Fear has a posture. If you sustain a violent blow to the heart – if, for example, your hometown is terrorized by multiple indiscriminate acts of unspeakable carnage – you’ll find you’re always bracing for the next blow.
Although you’re probably not literally ducking with hands over head, covering for the next explosion, unconsciously, you’ve drawn up your shoulders and, chin tucked, back hunched, heart compressed, you’re curling in on yourself. Angst and self-protection have turned you into a nautilus.
I’ve known the nautilus. While I wouldn’t compare this with our Parisian terror, I lived in a self-made nautilus for months after a violent accident took my eldest child’s life. Grief, trauma and fear weighed across my shoulders. Dread wedged my hope into a dark, airtight corner of my torso where despair dried my heart to the point of brittleness.

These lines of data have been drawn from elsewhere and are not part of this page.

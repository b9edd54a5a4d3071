// File: crates/emuchart-core/tests/end_to_end.rs
// Purpose: Full pipeline over a two-client experiment: series building,
// aggregate synthesis, SVG composition, and pin clearing through the router.

use std::cell::RefCell;
use std::rc::Rc;

use emuchart_core::{
    metric, theme, Chart, ChartState, Dataset, ParentRun, PointerRouter, Run, SeriesKey, StatPoint,
};

fn stat(id: i64, run_id: i64, second: i64, mbps: f64) -> StatPoint {
    StatPoint {
        id,
        run_id,
        snapshot_index: Some(second),
        elapsed_seconds: Some(second as f64),
        megabits_per_second: Some(mbps),
        round_trip_time_ms: Some(50.0 + mbps),
        bottleneck_queuing_delay_ms: Some(2.0),
        in_flight_packets: Some(100),
        congestion_window_bytes: Some(mbps * 1500.0),
    }
}

fn run(id: i64, client: i64, algo: &str) -> Run {
    Run {
        id,
        created_at: None,
        parent_run_id: Some(1),
        client_number: Some(client),
        delay_added_ms: Some(50.0),
        congestion_control_algorithm_id: Some(id),
        congestion_control_algorithm_name: Some(algo.to_string()),
    }
}

fn two_client_dataset() -> Dataset {
    Dataset::new(
        vec![ParentRun { id: 1, created_at: None }],
        vec![run(10, 1, "cubic"), run(11, 2, "bbr")],
        vec![
            stat(1, 10, 0, 10.0),
            stat(2, 10, 1, 12.0),
            stat(3, 11, 0, 8.0),
            stat(4, 11, 1, 9.0),
        ],
    )
}

#[test]
fn throughput_chart_has_two_runs_plus_sum_series() {
    let ds = two_client_dataset();
    assert_eq!(ds.child_run_count(1), 2);

    let chart = Chart::build(&ds, 1, metric::find("throughput").unwrap(), theme::find("dark"));
    assert_eq!(chart.series.len(), 3);
    assert_eq!(chart.series[0].key, SeriesKey::Run(10));
    assert_eq!(chart.series[1].key, SeriesKey::Run(11));
    assert_eq!(chart.series[2].key, SeriesKey::Aggregate);
    assert_eq!(chart.series[2].label, "sum Mbps");

    let sum = &chart.series[2].points;
    assert_eq!(sum.len(), 2);
    assert_eq!((sum[0].x, sum[0].y), (0.0, 18.0));
    assert_eq!((sum[1].x, sum[1].y), (1.0, 21.0));
}

#[test]
fn rendered_svg_shows_exactly_three_legend_chips() {
    let ds = two_client_dataset();
    let chart = Chart::build(&ds, 1, metric::find("throughput").unwrap(), theme::find("dark"));
    let svg = chart.render(&ChartState::new());
    assert_eq!(svg.matches(r#"class="legend-chip""#).count(), 3);
    assert!(svg.contains("client 1 · cubic · +50ms"));
    assert!(svg.contains("client 2 · bbr · +50ms"));
    assert!(svg.contains("sum Mbps"));
}

#[test]
fn non_aggregating_metric_gets_no_sum_series() {
    let ds = two_client_dataset();
    let chart = Chart::build(&ds, 1, metric::find("rtt").unwrap(), theme::find("dark"));
    assert_eq!(chart.series.len(), 2);
    assert!(chart.series.iter().all(|s| s.key != SeriesKey::Aggregate));
}

#[test]
fn pin_then_outside_pointer_down_resets_interaction() {
    let ds = two_client_dataset();
    let chart = Chart::build(&ds, 1, metric::find("throughput").unwrap(), theme::find("dark"));

    let state = Rc::new(RefCell::new(ChartState::new()));
    let mut router = PointerRouter::new();
    let surface = state.borrow().geometry().surface_rect();
    router.register(surface, state.clone());

    let projector = chart.projector(state.borrow().geometry());
    let projected = chart.project_all(&projector);

    // pin the first run's first point
    let p = projected[0][0];
    state.borrow_mut().pointer_down(p.x, p.y, &projected);
    assert_eq!(state.borrow().pin().map(|p| p.series), Some(0));

    // a pointer-down outside the chart's surface clears pin and hover
    router.pointer_down(surface.right + 10.0, surface.top);
    assert_eq!(state.borrow().pin(), None);
    assert_eq!(state.borrow().active_series(), None);
}

#[test]
fn selecting_a_chart_with_no_valid_points_renders_empty_state() {
    let ds = Dataset::new(
        vec![ParentRun { id: 1, created_at: None }],
        vec![run(10, 1, "cubic")],
        vec![StatPoint {
            megabits_per_second: None,
            ..stat(1, 10, 0, 0.0)
        }],
    );
    let chart = Chart::build(&ds, 1, metric::find("throughput").unwrap(), theme::find("dark"));
    assert!(chart.is_empty());
    let svg = chart.render(&ChartState::new());
    assert!(svg.contains("No points available"));
}
// File: crates/emuchart-core/src/scale.rs
// Summary: "Nice number" axis range and tick computation.

/// An axis range with its tick positions, `min` and `max` aligned to the
/// tick step.
#[derive(Clone, Debug, PartialEq)]
pub struct AxisTicks {
    pub min: f64,
    pub max: f64,
    pub ticks: Vec<f64>,
}

/// Round to 10 decimal digits to shed binary-float artifacts in tick values.
fn round10(v: f64) -> f64 {
    (v * 1e10).round() / 1e10
}

/// Compute a nice axis covering `[min_value, max_value]` with roughly
/// `desired_count` ticks. Steps snap to 1/2/5/10 times a power of ten, so
/// ticks land on human-readable values.
///
/// Equal inputs are expanded symmetrically; non-finite inputs fail soft to
/// `[0, 1]`.
pub fn build_axis_ticks(min_value: f64, max_value: f64, desired_count: usize) -> AxisTicks {
    if !min_value.is_finite() || !max_value.is_finite() {
        return AxisTicks { min: 0.0, max: 1.0, ticks: vec![0.0, 1.0] };
    }

    let (mut min, mut max) = if min_value <= max_value {
        (min_value, max_value)
    } else {
        (max_value, min_value)
    };
    if min == max {
        let delta = if min == 0.0 { 1.0 } else { min.abs() * 0.2 };
        min -= delta;
        max += delta;
    }

    let raw_step = (max - min) / (desired_count.saturating_sub(1).max(1)) as f64;
    let magnitude = 10f64.powf(raw_step.log10().floor());
    let fraction = raw_step / magnitude;
    let snapped = if fraction <= 1.0 {
        1.0
    } else if fraction <= 2.0 {
        2.0
    } else if fraction <= 5.0 {
        5.0
    } else {
        10.0
    };
    let step = snapped * magnitude;

    let nice_min = (min / step).floor() * step;
    let nice_max = (max / step).ceil() * step;

    let mut ticks = Vec::new();
    let mut t = nice_min;
    // half-step epsilon tolerates accumulated float drift on the walk
    while t <= nice_max + step * 0.5 {
        ticks.push(round10(t));
        t += step;
    }

    AxisTicks { min: round10(nice_min), max: round10(nice_max), ticks }
}

/// Fixed `[0, max]` axis stepped by `step`, for metrics with a policy axis
/// rather than a data-derived one.
pub fn fixed_axis_ticks(max: f64, step: f64) -> AxisTicks {
    if !max.is_finite() || !step.is_finite() || max <= 0.0 || step <= 0.0 {
        return AxisTicks { min: 0.0, max: 1.0, ticks: vec![0.0, 1.0] };
    }
    let mut ticks = Vec::new();
    let mut t = 0.0;
    while t <= max + step * 0.5 {
        ticks.push(round10(t));
        t += step;
    }
    AxisTicks { min: 0.0, max, ticks }
}

#[cfg(test)]
mod tests {
    use super::*;

    #[test]
    fn fixed_axis_walks_inclusive() {
        let axis = fixed_axis_ticks(120.0, 40.0);
        assert_eq!(axis.ticks, vec![0.0, 40.0, 80.0, 120.0]);
        assert_eq!(axis.min, 0.0);
        assert_eq!(axis.max, 120.0);
    }

    #[test]
    fn fixed_axis_rejects_bad_inputs() {
        assert_eq!(fixed_axis_ticks(f64::NAN, 40.0).ticks, vec![0.0, 1.0]);
        assert_eq!(fixed_axis_ticks(100.0, 0.0).ticks, vec![0.0, 1.0]);
    }
}
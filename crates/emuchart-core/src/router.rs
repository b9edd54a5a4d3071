// File: crates/emuchart-core/src/router.rs
// Summary: The single application-wide pointer-down listener. Charts register
// their surface and shared state; a down event outside a chart's surface
// clears that chart's pin and hover.

use std::cell::RefCell;
use std::rc::Rc;

use crate::geometry::Rect;
use crate::state::ChartState;

/// Handle returned by `register`; required for symmetric unregistration.
#[derive(Clone, Copy, Debug, PartialEq, Eq)]
pub struct ListenerId(u64);

struct Listener {
    id: ListenerId,
    surface: Rect,
    state: Rc<RefCell<ChartState>>,
}

/// Process-wide capture-phase pointer-down dispatcher. Single-threaded by
/// design: chart state is shared via `Rc<RefCell<_>>`.
#[derive(Default)]
pub struct PointerRouter {
    listeners: Vec<Listener>,
    next_id: u64,
}

impl PointerRouter {
    pub fn new() -> Self {
        Self::default()
    }

    /// Register a chart's drawing surface (in application coordinates) with
    /// its shared interaction state.
    pub fn register(&mut self, surface: Rect, state: Rc<RefCell<ChartState>>) -> ListenerId {
        let id = ListenerId(self.next_id);
        self.next_id += 1;
        self.listeners.push(Listener { id, surface, state });
        id
    }

    /// Remove a previously registered chart. Must be called when the chart
    /// instance goes away, or the router leaks stale state handles.
    pub fn unregister(&mut self, id: ListenerId) {
        self.listeners.retain(|l| l.id != id);
    }

    /// Update a chart's surface rect (e.g. after an expanded toggle).
    pub fn update_surface(&mut self, id: ListenerId, surface: Rect) {
        if let Some(l) = self.listeners.iter_mut().find(|l| l.id == id) {
            l.surface = surface;
        }
    }

    pub fn listener_count(&self) -> usize {
        self.listeners.len()
    }

    /// Dispatch a pointer-down at application coordinates: every chart whose
    /// own surface does not contain the point loses its pin and hover state.
    pub fn pointer_down(&self, x: f64, y: f64) {
        for l in &self.listeners {
            if !l.surface.contains(x, y) {
                l.state.borrow_mut().clear_all();
            }
        }
    }
}
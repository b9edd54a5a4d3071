// File: crates/emuchart-core/src/aggregate.rs
// Summary: Synthetic "sum across runs" series for the throughput metric.

use std::collections::BTreeMap;

use crate::series::{PointXy, Series, SeriesKey};

/// Legend label of the synthetic series.
pub const AGGREGATE_LABEL: &str = "sum Mbps";

/// Sum every series' y at each x bucket, with x rounded to 3 decimal places
/// so near-simultaneous samples across runs land in the same bucket.
/// Returns `None` when no input point exists.
pub fn sum_series(series: &[Series], color: &'static str) -> Option<Series> {
    // milli-unit integer keys keep the map ordered without float keys
    let mut buckets: BTreeMap<i64, f64> = BTreeMap::new();
    for s in series {
        for p in &s.points {
            let key = (p.x * 1000.0).round() as i64;
            *buckets.entry(key).or_insert(0.0) += p.y;
        }
    }
    if buckets.is_empty() {
        return None;
    }
    let points = buckets
        .into_iter()
        .map(|(k, y)| PointXy { x: k as f64 / 1000.0, y })
        .collect();
    Some(Series {
        key: SeriesKey::Aggregate,
        label: AGGREGATE_LABEL.to_string(),
        color,
        points,
    })
}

A brittle heart in a cramped nautilus? Was this any way to live?
The antidote for fear began when I first unfolded my arms and stretched them toward others in need. I was sobered finding there was pain everywhere, and always someone in greater need than I. Arms extended, I began to breathe more deeply, in sync with others. This softened my heart, revived it. Hope, that thing with feathers, caught an exhilarating updraft.
And the nautilus?
I fear I outgrew it.
Melissa, you and your writing never cease to amaze and inspire me. Thank you for another wonderful article.
Many thanks Melissa for this wholehearted testimony. This is a beautiful example of resilience and what Marie-Louise Labonté calls “Le Point de Rupture”.
Grateful to know you, even if it’s just on Facebook through mutual friends. Your giving, sharing heart barely fits in a room these days; nevermind the shell.
A beautiful collection of words, put together in a way that only a person with life experience and true love can do.
This snippet is beautiful. I love the nautilus image. In addition, the description of the author following the article is quite moving. Makes me want to run out and buy a book that she wrote!